■ Task requirements ■
After reading the records, print them all again exactly as they stand.

++++ Data for this task

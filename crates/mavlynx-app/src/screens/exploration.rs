//! Exploration screen: housing search and food & recreation

use std::fmt;
use std::str::FromStr;

use crate::config::HousingSettings;
use crate::effects::{AppCommand, PlaceholderIntent};
use crate::errors::AppError;
use crate::fetch::{FetchResponse, LoadOutcome, Loadable, PendingFetch, Resource, ScreenLifetime};
use crate::filter::HousingFilterConfig;
use crate::navigation::{NavPayload, NavigationRequest, Route};
use crate::views::{FoodRecommendation, HousingListing, RoomType};

use super::{unrequested, LoadingScreen};

/// Exploration sub-tabs
#[derive(Clone, Copy, Debug, Default, PartialEq, Eq)]
pub enum ExplorationTab {
    /// Housing filter and listings
    #[default]
    Housing,
    /// Food & recreation cards
    FoodRec,
}

impl ExplorationTab {
    /// Sub-tab key
    pub fn as_str(&self) -> &'static str {
        match self {
            Self::Housing => "housing",
            Self::FoodRec => "foodRec",
        }
    }

    /// Sub-tab label
    pub fn label(&self) -> &'static str {
        match self {
            Self::Housing => "Housing",
            Self::FoodRec => "Food & Recreation",
        }
    }
}

impl fmt::Display for ExplorationTab {
    fn fmt(&self, f: &mut fmt::Formatter<'_>) -> fmt::Result {
        f.write_str(self.as_str())
    }
}

impl FromStr for ExplorationTab {
    type Err = AppError;

    fn from_str(s: &str) -> Result<Self, Self::Err> {
        match s.to_lowercase().as_str() {
            "housing" => Ok(Self::Housing),
            "foodrec" | "food" | "food & recreation" => Ok(Self::FoodRec),
            _ => Err(AppError::UnknownSubTab(s.to_string())),
        }
    }
}

/// Exploration screen state
///
/// Filter edits go to a draft; [`apply_filters`](Self::apply_filters)
/// commits the draft and the visible list is derived from the cached
/// listings and the committed filter.
#[derive(Clone, Debug)]
pub struct ExplorationScreen {
    active: ExplorationTab,
    housing: Loadable<HousingListing>,
    food: Loadable<FoodRecommendation>,
    draft: HousingFilterConfig,
    applied: HousingFilterConfig,
    settings: HousingSettings,
}

impl ExplorationScreen {
    /// Create an unloaded screen
    pub fn new(settings: HousingSettings) -> Self {
        let filter = HousingFilterConfig::with_ceiling(settings.price_ceiling);
        Self {
            active: ExplorationTab::Housing,
            housing: Loadable::new(Resource::Housing),
            food: Loadable::new(Resource::FoodRecommendations),
            draft: filter.clone(),
            applied: filter,
            settings,
        }
    }

    /// Housing list with its status
    pub fn housing(&self) -> &Loadable<HousingListing> {
        &self.housing
    }

    /// Food list with its status
    pub fn food(&self) -> &Loadable<FoodRecommendation> {
        &self.food
    }

    /// Whether the active sub-tab is waiting for data
    pub fn is_loading(&self) -> bool {
        match self.active {
            ExplorationTab::Housing => self.housing.is_loading(),
            ExplorationTab::FoodRec => self.food.is_loading(),
        }
    }

    /// Error of the active sub-tab's last load
    pub fn error(&self) -> Option<&AppError> {
        match self.active {
            ExplorationTab::Housing => self.housing.error(),
            ExplorationTab::FoodRec => self.food.error(),
        }
    }

    /// Active sub-tab
    pub fn active_tab(&self) -> ExplorationTab {
        self.active
    }

    /// Switch sub-tab
    pub fn set_active_tab(&mut self, tab: ExplorationTab) {
        if self.active != tab {
            tracing::debug!(from = %self.active, to = %tab, "Exploration sub-tab changed");
            self.active = tab;
        }
    }

    // =========================================================================
    // Filter form
    // =========================================================================

    /// Filter values as currently typed
    pub fn draft_filter(&self) -> &HousingFilterConfig {
        &self.draft
    }

    /// Filter the visible list is derived from
    pub fn applied_filter(&self) -> &HousingFilterConfig {
        &self.applied
    }

    /// Whether the form differs from the committed filter
    pub fn has_pending_changes(&self) -> bool {
        self.draft != self.applied
    }

    /// Type into the location field
    pub fn set_location(&mut self, location: impl Into<String>) {
        self.draft.location = location.into();
    }

    /// Move the max-price slider; returns the stored value
    pub fn set_max_price(&mut self, value: u32) -> u32 {
        self.draft
            .set_max_price(value, self.settings.price_ceiling, self.settings.price_step)
    }

    /// Pick a room type
    pub fn set_room_type(&mut self, room_type: RoomType) {
        self.draft.room_type = room_type;
    }

    /// Slider bounds and step
    pub fn price_settings(&self) -> &HousingSettings {
        &self.settings
    }

    /// Commit the form; returns how many listings are now visible
    pub fn apply_filters(&mut self) -> usize {
        tracing::debug!(filter = ?self.draft, "Applying housing filters");
        self.applied = self.draft.clone();
        self.visible_housing().len()
    }

    /// Cached listings narrowed by the committed filter
    pub fn visible_housing(&self) -> Vec<&HousingListing> {
        self.applied.apply(self.housing.items())
    }

    // =========================================================================
    // Actions
    // =========================================================================

    /// "Apply" on a housing card
    pub fn apply_for_housing(&self, listing_id: u32) -> Result<Vec<AppCommand>, AppError> {
        let listing = self
            .visible_housing()
            .into_iter()
            .find(|l| l.id == listing_id)
            .cloned()
            .ok_or_else(|| AppError::not_found("housing listing", listing_id))?;
        Ok(vec![
            AppCommand::Intent(PlaceholderIntent::ApplyForHousing {
                address: listing.address.clone(),
            }),
            AppCommand::Navigate(NavigationRequest::with_payload(
                Route::HousingApplication,
                NavPayload::Housing(listing),
            )),
        ])
    }
}

/// Reloading the housing list keeps the committed filter
impl LoadingScreen for ExplorationScreen {
    fn mount(&mut self, lifetime: &ScreenLifetime) -> Vec<PendingFetch> {
        vec![self.housing.request(lifetime), self.food.request(lifetime)]
    }

    fn reload(&mut self, lifetime: &ScreenLifetime) -> Vec<PendingFetch> {
        vec![match self.active {
            ExplorationTab::Housing => self.housing.request(lifetime),
            ExplorationTab::FoodRec => self.food.request(lifetime),
        }]
    }

    fn accept(&mut self, response: FetchResponse) -> LoadOutcome {
        match response.resource() {
            Resource::Housing => self.housing.accept(response),
            Resource::FoodRecommendations => self.food.accept(response),
            other => unrequested("exploration", other),
        }
    }
}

++++++++

■ Solution for this exercise ■
filename crates/mavlynx-app/src/screens/exploration.rs
//! Exploration screen: housing search and food & recreation

use std::fmt;
use std::str::FromStr;

use crate::config::HousingSettings;
use crate::effects::{AppCommand, PlaceholderIntent};
use crate::errors::AppError;
use crate::fetch::{FetchResponse, LoadOutcome, Loadable, PendingFetch, Resource, ScreenLifetime};
use crate::filter::HousingFilterConfig;
use crate::navigation::{NavPayload, NavigationRequest, Route};
use crate::views::{FoodRecommendation, HousingListing, RoomType};

use super::{unrequested, LoadingScreen};

/// Exploration sub-tabs
#[derive(Clone, Copy, Debug, Default, PartialEq, Eq)]
pub enum ExplorationTab {
    /// Housing filter and listings
    #[default]
    Housing,
    /// Food & recreation cards
    FoodRec,
}

impl ExplorationTab {
    /// Sub-tab key
    pub fn as_str(&self) -> &'static str {
        match self {
            Self::Housing => "housing",
            Self::FoodRec => "foodRec",
        }
    }

    /// Sub-tab label
    pub fn label(&self) -> &'static str {
        match self {
            Self::Housing => "Housing",
            Self::FoodRec => "Food & Recreation",
        }
    }
}

impl fmt::Display for ExplorationTab {
    fn fmt(&self, f: &mut fmt::Formatter<'_>) -> fmt::Result {
        f.write_str(self.as_str())
    }
}

impl FromStr for ExplorationTab {
    type Err = AppError;

    fn from_str(s: &str) -> Result<Self, Self::Err> {
        match s.to_lowercase().as_str() {
            "housing" => Ok(Self::Housing),
            "foodrec" | "food" | "food & recreation" => Ok(Self::FoodRec),
            _ => Err(AppError::UnknownSubTab(s.to_string())),
        }
    }
}

/// Exploration screen state
///
/// Filter edits go to a draft; [`apply_filters`](Self::apply_filters)
/// commits the draft and the visible list is derived from the cached
/// listings and the committed filter.
#[derive(Clone, Debug)]
pub struct ExplorationScreen {
    active: ExplorationTab,
    housing: Loadable<HousingListing>,
    food: Loadable<FoodRecommendation>,
    draft: HousingFilterConfig,
    applied: HousingFilterConfig,
    settings: HousingSettings,
}

impl ExplorationScreen {
    /// Create an unloaded screen
    pub fn new(settings: HousingSettings) -> Self {
        let filter = HousingFilterConfig::with_ceiling(settings.price_ceiling);
        Self {
            active: ExplorationTab::Housing,
            housing: Loadable::new(Resource::Housing),
            food: Loadable::new(Resource::FoodRecommendations),
            draft: filter.clone(),
            applied: filter,
            settings,
        }
    }

    /// Housing list with its status
    pub fn housing(&self) -> &Loadable<HousingListing> {
        &self.housing
    }

    /// Food list with its status
    pub fn food(&self) -> &Loadable<FoodRecommendation> {
        &self.food
    }

    /// Whether the active sub-tab is waiting for data
    pub fn is_loading(&self) -> bool {
        match self.active {
            ExplorationTab::Housing => self.housing.is_loading(),
            ExplorationTab::FoodRec => self.food.is_loading(),
        }
    }

    /// Error of the active sub-tab's last load
    pub fn error(&self) -> Option<&AppError> {
        match self.active {
            ExplorationTab::Housing => self.housing.error(),
            ExplorationTab::FoodRec => self.food.error(),
        }
    }

    /// Active sub-tab
    pub fn active_tab(&self) -> ExplorationTab {
        self.active
    }

    /// Switch sub-tab
    pub fn set_active_tab(&mut self, tab: ExplorationTab) {
        if self.active != tab {
            tracing::debug!(from = %self.active, to = %tab, "Exploration sub-tab changed");
            self.active = tab;
        }
    }

    // =========================================================================
    // Filter form
    // =========================================================================

    /// Filter values as currently typed
    pub fn draft_filter(&self) -> &HousingFilterConfig {
        &self.draft
    }

    /// Filter the visible list is derived from
    pub fn applied_filter(&self) -> &HousingFilterConfig {
        &self.applied
    }

    /// Whether the form differs from the committed filter
    pub fn has_pending_changes(&self) -> bool {
        self.draft != self.applied
    }

    /// Type into the location field
    pub fn set_location(&mut self, location: impl Into<String>) {
        self.draft.location = location.into();
    }

    /// Move the max-price slider; returns the stored value
    pub fn set_max_price(&mut self, value: u32) -> u32 {
        self.draft
            .set_max_price(value, self.settings.price_ceiling, self.settings.price_step)
    }

    /// Pick a room type
    pub fn set_room_type(&mut self, room_type: RoomType) {
        self.draft.room_type = room_type;
    }

    /// Slider bounds and step
    pub fn price_settings(&self) -> &HousingSettings {
        &self.settings
    }

    /// Commit the form; returns how many listings are now visible
    pub fn apply_filters(&mut self) -> usize {
        tracing::debug!(filter = ?self.draft, "Applying housing filters");
        self.applied = self.draft.clone();
        self.visible_housing().len()
    }

    /// Cached listings narrowed by the committed filter
    pub fn visible_housing(&self) -> Vec<&HousingListing> {
        self.applied.apply(self.housing.items())
    }

    // =========================================================================
    // Actions
    // =========================================================================

    /// "Apply" on a housing card
    pub fn apply_for_housing(&self, listing_id: u32) -> Result<Vec<AppCommand>, AppError> {
        let listing = self
            .visible_housing()
            .into_iter()
            .find(|l| l.id == listing_id)
            .cloned()
            .ok_or_else(|| AppError::not_found("housing listing", listing_id))?;
        Ok(vec![
            AppCommand::Intent(PlaceholderIntent::ApplyForHousing {
                address: listing.address.clone(),
            }),
            AppCommand::Navigate(NavigationRequest::with_payload(
                Route::HousingApplication,
                NavPayload::Housing(listing),
            )),
        ])
    }
}

/// Reloading the housing list keeps the committed filter
impl LoadingScreen for ExplorationScreen {
    fn mount(&mut self, lifetime: &ScreenLifetime) -> Vec<PendingFetch> {
        vec![self.housing.request(lifetime), self.food.request(lifetime)]
    }

    fn reload(&mut self, lifetime: &ScreenLifetime) -> Vec<PendingFetch> {
        vec![match self.active {
            ExplorationTab::Housing => self.housing.request(lifetime),
            ExplorationTab::FoodRec => self.food.request(lifetime),
        }]
    }

    fn accept(&mut self, response: FetchResponse) -> LoadOutcome {
        match response.resource() {
            Resource::Housing => self.housing.accept(response),
            Resource::FoodRecommendations => self.food.accept(response),
            other => unrequested("exploration", other),
        }
    }
}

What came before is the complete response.